Figure 1

Events leading to apoptotic death in BT474 and SKBR3 breast cancer cells treated with human recombinant β galactoside binding protein (Hu-r-βGBP). (a-b)Rate of cell proliferation and dose response to Hu-r-βGBP. Dotted lines in growth curves define the time of occurrence of apoptotic events. Values are means of triplicate cultures ± standard error of the mean (SEM). (c-d)Sequential expression of apoptotic events after treatment with 30 nM Hu-r-βGBP. Top to bottom: loss of mitochondrial membrane potential assessed by tetramethylrhodamine ester (TMRE); phosphatidylserine orientation at the plasma membrane assessed by annexin V staining; caspase 3 activity and DNA fragmentation (terminal deoxynucleotidyl transferase (TdT)-mediated dUTP nick-end labelling (TUNEL)). Apoptotic cells are in circled areas. Values are percentages of cells in apoptosis. Left panels: controls, right panels: cells treated with 30 nM Hu-r-βGBP. (e, h)Inhibition of class IA phosphoinositide 3-kinase (PI3K) activity by 30 nM Hu-r-βGBP measured as phosphatidylinositol (3,4,5)-trisphosphate (PIP3) generated from immunoprecipitated PI3K in a kinase assay at 30°C, and assessed in a competitive ELISA. Values are means from triplicate readings ± SEM. (f, i) akt mRNA and glyceraldehyde 3-phosphate dehydrogenase (GAPDH) mRNA levels.

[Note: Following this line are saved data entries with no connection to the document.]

//! Symmetric media decryption
//!
//! Encrypted inputs carry base64url-encoded AES key material; the payload is
//! AES-CBC with PKCS#7 padding. The key length selects the cipher width
//! (16 bytes → AES-128, 32 bytes → AES-256). Decryption is CPU-bound, so the
//! fetcher calls [`decrypt_media_detached`] to run it on the blocking pool.

use aes::cipher::{BlockDecryptMut, KeyIvInit, block_padding::Pkcs7};
use base64::Engine;
use base64::alphabet;
use base64::engine::{DecodePaddingMode, GeneralPurpose, GeneralPurposeConfig};

use crate::error::{CryptoError, Error, Result};
use crate::types::EncryptionKeyPair;

type Aes128CbcDec = cbc::Decryptor<aes::Aes128>;
type Aes256CbcDec = cbc::Decryptor<aes::Aes256>;

const AES_BLOCK_SIZE: usize = 16;

/// URL-safe base64 engine that accepts both padded and unpadded input
///
/// Key material and inline payloads arrive from multiple producers that do
/// not agree on padding.
pub(crate) const BASE64_URL_LENIENT: GeneralPurpose = GeneralPurpose::new(
    &alphabet::URL_SAFE,
    GeneralPurposeConfig::new().with_decode_padding_mode(DecodePaddingMode::Indifferent),
);

/// Decode a base64url string (padding optional)
pub fn decode_base64url(input: &str) -> Result<Vec<u8>> {
    BASE64_URL_LENIENT
        .decode(input.trim())
        .map_err(|e| Error::Crypto(CryptoError::InvalidEncoding(e.to_string())))
}

/// Decrypt an AES-CBC/PKCS#7 payload in place
///
/// Returns the plaintext with padding stripped. Fails with a
/// [`CryptoError`] for invalid key/iv lengths, ciphertext that is not a
/// whole number of blocks, or padding that does not validate.
pub fn decrypt_media(mut data: Vec<u8>, keys: &EncryptionKeyPair) -> Result<Vec<u8>> {
    let key = decode_base64url(&keys.key)?;
    let iv = decode_base64url(&keys.iv)?;

    if iv.len() != AES_BLOCK_SIZE {
        return Err(Error::Crypto(CryptoError::InvalidIvLength(iv.len())));
    }
    if data.is_empty() || data.len() % AES_BLOCK_SIZE != 0 {
        return Err(Error::Crypto(CryptoError::BadPadding));
    }

    let plaintext_len = match key.len() {
        16 => {
            let cipher = Aes128CbcDec::new_from_slices(&key, &iv)
                .map_err(|_| Error::Crypto(CryptoError::InvalidKeyLength(key.len())))?;
            cipher
                .decrypt_padded_mut::<Pkcs7>(&mut data)
                .map_err(|_| Error::Crypto(CryptoError::BadPadding))?
                .len()
        }
        32 => {
            let cipher = Aes256CbcDec::new_from_slices(&key, &iv)
                .map_err(|_| Error::Crypto(CryptoError::InvalidKeyLength(key.len())))?;
            cipher
                .decrypt_padded_mut::<Pkcs7>(&mut data)
                .map_err(|_| Error::Crypto(CryptoError::BadPadding))?
                .len()
        }
        other => return Err(Error::Crypto(CryptoError::InvalidKeyLength(other))),
    };

    data.truncate(plaintext_len);
    Ok(data)
}

/// Decrypt on the blocking thread pool
///
/// Media payloads can be tens of megabytes; running the cipher inline would
/// stall the async runtime.
pub async fn decrypt_media_detached(data: Vec<u8>, keys: &EncryptionKeyPair) -> Result<Vec<u8>> {
    let keys = keys.clone();
    tokio::task::spawn_blocking(move || decrypt_media(data, &keys))
        .await
        .map_err(|e| Error::Other(format!("decryption task failed: {e}")))?
}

Left panels: controls, right panels: cells treated with 30 nM Hu-r-βGBP. (g, j)Phosphorylated (Ser473) Akt and total Akt protein. Left panels: controls, right panels: cells treated with 30 nM Hu-r-βGBP. (a-j) Hu-r-βGBP added at 3 h after seeding. The data are representative of results obtained in three separate experiments.